Of course, the whole logic of converting to a Roth is based on 1) that taxes will likely be higher in the future and 2) that Roth offers more flexibility than a traditional IRA or a 401(k) making Roth a valuable tool for ER.
 
where are you getting after tax money in a 401k rollover?
 
My old employer let us put after tax dollars into their 401K. I hit the max for, um.. 2001?, and the remainder of my contributions were still allowed into the 401K as after tax. Was only $600 or so.
 
Why would you want to put after tax money in a 401k?  Wouldn't you have more investment options and less problem cashing out if you just invested it on your own?
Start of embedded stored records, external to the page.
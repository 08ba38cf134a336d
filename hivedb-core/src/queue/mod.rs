//! Write queue - per-handle serialization of mutating operations
//!
//! The embedded engine tolerates exactly one writer per database file, so
//! every mutating operation against a handle is funneled through a single
//! dedicated worker thread that executes operations strictly in enqueue
//! order. Operations for different handles run on different workers and
//! have no ordering relationship.
//!
//! Metrics transitions happen inside the same critical sections as queue
//! state transitions, so a snapshot is always internally consistent.

use crate::{HiveError, QueueItem, QueueMetrics, Result};
use crossbeam_channel::{Receiver, Sender};
use parking_lot::Mutex;
use rusqlite::Connection;
use std::sync::atomic::{AtomicU64, Ordering};
use std::sync::Arc;
use std::thread::{self, JoinHandle};
use std::time::{Duration, Instant};
use tracing::warn;

/// A queued mutating operation. Runs on the worker thread with exclusive
/// access to the handle's connection; returns the number of affected rows.
pub type WriteOp = Box<dyn FnOnce(&mut Connection) -> Result<usize> + Send + 'static>;

/// Shared access to a handle's connection. `None` once the handle closes.
pub type SharedConnection = Arc<Mutex<Option<Connection>>>;

struct QueuedWrite {
    op: WriteOp,
    label: String,
    seq: u64,
    enqueued_at: Instant,
    deadline: Option<Instant>,
    result_tx: Sender<Result<usize>>,
}

/// The completion side of an enqueued write. Dropping the ticket abandons
/// the result; the operation itself still executes.
pub struct WriteTicket {
    rx: Receiver<Result<usize>>,
}

impl WriteTicket {
    /// Block until the queued operation resolves.
    pub fn wait(self) -> Result<usize> {
        self.rx
            .recv()
            .unwrap_or_else(|_| Err(HiveError::Internal("write worker dropped operation".into())))
    }
}

#[derive(Default)]
struct QueueState {
    queue_size: usize,
    processing_count: usize,
    total_processed: u64,
    total_errors: u64,
    total_expired: u64,
    /// Operations that reached the worker; weight of the wait average
    started: u64,
    average_wait_ms: f64,
    average_process_ms: f64,
    pending: Vec<(u64, String, Instant)>,
}

/// FIFO write queue bound to one handle's connection.
pub struct WriteQueue {
    name: String,
    tx: Mutex<Option<Sender<QueuedWrite>>>,
    state: Arc<Mutex<QueueState>>,
    max_depth: Option<usize>,
    seq: AtomicU64,
    worker: Mutex<Option<JoinHandle<()>>>,
}

impl WriteQueue {
    /// Spawn the worker thread for a handle's connection.
    pub fn start(
        name: &str,
        conn: SharedConnection,
        max_depth: Option<usize>,
    ) -> Result<Self> {
        let (tx, rx) = crossbeam_channel::unbounded::<QueuedWrite>();
        let state = Arc::new(Mutex::new(QueueState::default()));

        let worker_state = Arc::clone(&state);
        let worker_name = name.to_string();
        let worker = thread::Builder::new()
            .name(format!("hivedb-writer-{name}"))
            .spawn(move || worker_loop(&worker_name, &conn, &worker_state, &rx))
            .map_err(|e| {
                HiveError::Internal(format!("failed to spawn writer thread for {name}: {e}"))
            })?;

        Ok(Self {
            name: name.to_string(),
            tx: Mutex::new(Some(tx)),
            state,
            max_depth,
            seq: AtomicU64::new(0),
            worker: Mutex::new(Some(worker)),
        })
    }

    /// Enqueue a mutating operation; returns a ticket resolving with the
    /// operation's result. Fails fast with `QueueSaturated` when a depth cap
    /// is configured and reached, and `HandleClosed` after shutdown.
    pub fn enqueue(
        &self,
        label: &str,
        deadline: Option<Duration>,
        op: WriteOp,
    ) -> Result<WriteTicket> {
        let tx_guard = self.tx.lock();
        let tx = tx_guard
            .as_ref()
            .ok_or_else(|| HiveError::HandleClosed(self.name.clone()))?;

        let seq = self.seq.fetch_add(1, Ordering::SeqCst);
        let now = Instant::now();
        let (result_tx, result_rx) = crossbeam_channel::bounded(1);
        let job = QueuedWrite {
            op,
            label: label.to_string(),
            seq,
            enqueued_at: now,
            deadline: deadline.map(|d| now + d),
            result_tx,
        };

        // State update and channel send share one critical section so the
        // channel order matches the recorded enqueue order.
        {
            let mut state = self.state.lock();
            if let Some(cap) = self.max_depth {
                if state.queue_size >= cap {
                    return Err(HiveError::QueueSaturated(state.queue_size));
                }
            }
            state.queue_size += 1;
            state.pending.push((seq, job.label.clone(), now));
            if tx.send(job).is_err() {
                state.queue_size -= 1;
                state.pending.retain(|(s, _, _)| *s != seq);
                return Err(HiveError::HandleClosed(self.name.clone()));
            }
        }

        Ok(WriteTicket { rx: result_rx })
    }

    /// Enqueue and block until the operation resolves.
    pub fn execute(&self, label: &str, op: WriteOp) -> Result<usize> {
        self.enqueue(label, None, op)?.wait()
    }

    /// Current metrics snapshot for this queue.
    pub fn metrics(&self) -> QueueMetrics {
        let state = self.state.lock();
        QueueMetrics {
            queue_size: state.queue_size,
            processing_count: state.processing_count,
            total_processed: state.total_processed,
            total_errors: state.total_errors,
            total_expired: state.total_expired,
            average_wait_time: state.average_wait_ms,
            average_process_time: state.average_process_ms,
            queue_items: state
                .pending
                .iter()
                .map(|(_, label, enqueued_at)| QueueItem {
                    label: label.clone(),
                    waited_ms: as_millis(enqueued_at.elapsed()),
                })
                .collect(),
        }
    }

    /// Stop accepting work, drain queued operations, join the worker.
    pub fn shutdown(&self) {
        let tx = self.tx.lock().take();
        drop(tx);
        let worker = self.worker.lock().take();
        if let Some(handle) = worker {
            let _ = handle.join();
        }
    }
}

impl Drop for WriteQueue {
    fn drop(&mut self) {
        self.shutdown();
    }
}

fn worker_loop(
    name: &str,
    conn: &SharedConnection,
    state: &Arc<Mutex<QueueState>>,
    rx: &Receiver<QueuedWrite>,
) {
    while let Ok(job) = rx.recv() {
        let started_at = Instant::now();
        let expired = job.deadline.is_some_and(|d| started_at >= d);

        {
            let mut state = state.lock();
            state.queue_size = state.queue_size.saturating_sub(1);
            state.pending.retain(|(seq, _, _)| *seq != job.seq);
            if expired {
                state.total_expired += 1;
            } else {
                state.started += 1;
                let wait_ms = as_millis(started_at - job.enqueued_at);
                let n = state.started as f64;
                state.average_wait_ms += (wait_ms - state.average_wait_ms) / n;
                state.processing_count += 1;
            }
        }

        if expired {
            // Caller abandoned the request; skip execution entirely.
            let _ = job.result_tx.send(Err(HiveError::Timeout));
            continue;
        }

        let result = {
            let mut guard = conn.lock();
            match guard.as_mut() {
                Some(conn) => (job.op)(conn),
                None => Err(HiveError::HandleClosed(name.to_string())),
            }
        };
        let process_ms = as_millis(started_at.elapsed());

        {
            let mut state = state.lock();
            state.processing_count = state.processing_count.saturating_sub(1);
            state.total_processed += 1;
            if result.is_err() {
                state.total_errors += 1;
            }
            let n = state.total_processed as f64;
            state.average_process_ms += (process_ms - state.average_process_ms) / n;
        }

        if let Err(e) = &result {
            // A failed operation resolves its own ticket and never stalls
            // the operations behind it.
            warn!("queued write '{}' on {} failed: {}", job.label, name, e);
        }
        let _ = job.result_tx.send(result);
    }
}

fn as_millis(d: Duration) -> f64 {
    d.as_secs_f64() * 1_000.0
}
I guess if you had exactly the investments you wanted in the 401k and the fees were substantially lower than you could get on your own, it might make sense, but otherwise, I just can't see it.
 
BunsOfVeal said:
I briefly scanned the fairmark site, but I didn't see anything about rolling over the after-tax portion of a roll-over IRA to a Roth IRA. I have some after-tax money that was rolled from a 401(k) to a roll-over IRA, and it hasn't been 60 days since I left my last job, can I roll the after-tax dollars to a Roth?
Hey, it could be worse. Very few 401(k) owners realize that they have to track the various categories of contributions (employer, employee before-tax, employee after-tax) in their 401(k)s in order to properly calculate an RMD years down the road. If you roll over that 401(k) into your existing IRA then you've added deductible (& possibly non-deductible) contributions to the stew. If you don't know the basis of all these categories then the tax software assumes the highest tax/worst-case scenario.

But you've already learned the answer. You have to roll the 401(k) into a conventional IRA and then convert that conventional IRA to a Roth. Ed Slott even suggests that you go so far as to put EACH CATEGORY of your 401(k) contributions (and their proportional gains) into separate conventional IRA accounts to "simplify" the cost-basis tracking as you pick your way through the conversions.

Ed's approach seems a little extreme to me, especially if you're not planning to have to deal with RMDs. Form 8606 tracks the basis of a conventional IRA and plugs through the process of converting to a Roth. You don't have to be a CPA or a math genius to think through the process, you just have to be able to follow the directions (or to let TurboTax do it for you).

Gumby said:
I guess if you had exactly the investments you wanted in the 401k and the fees were substantially lower than you could get on your own, it might make sense...
Exactly. I don't know if you were around when the TSP was finally offered to the military, but we'd all love to be able to make our own after-tax contributions to gargantuan index funds with extremely low turnover and expense ratios of 5-7 basis points.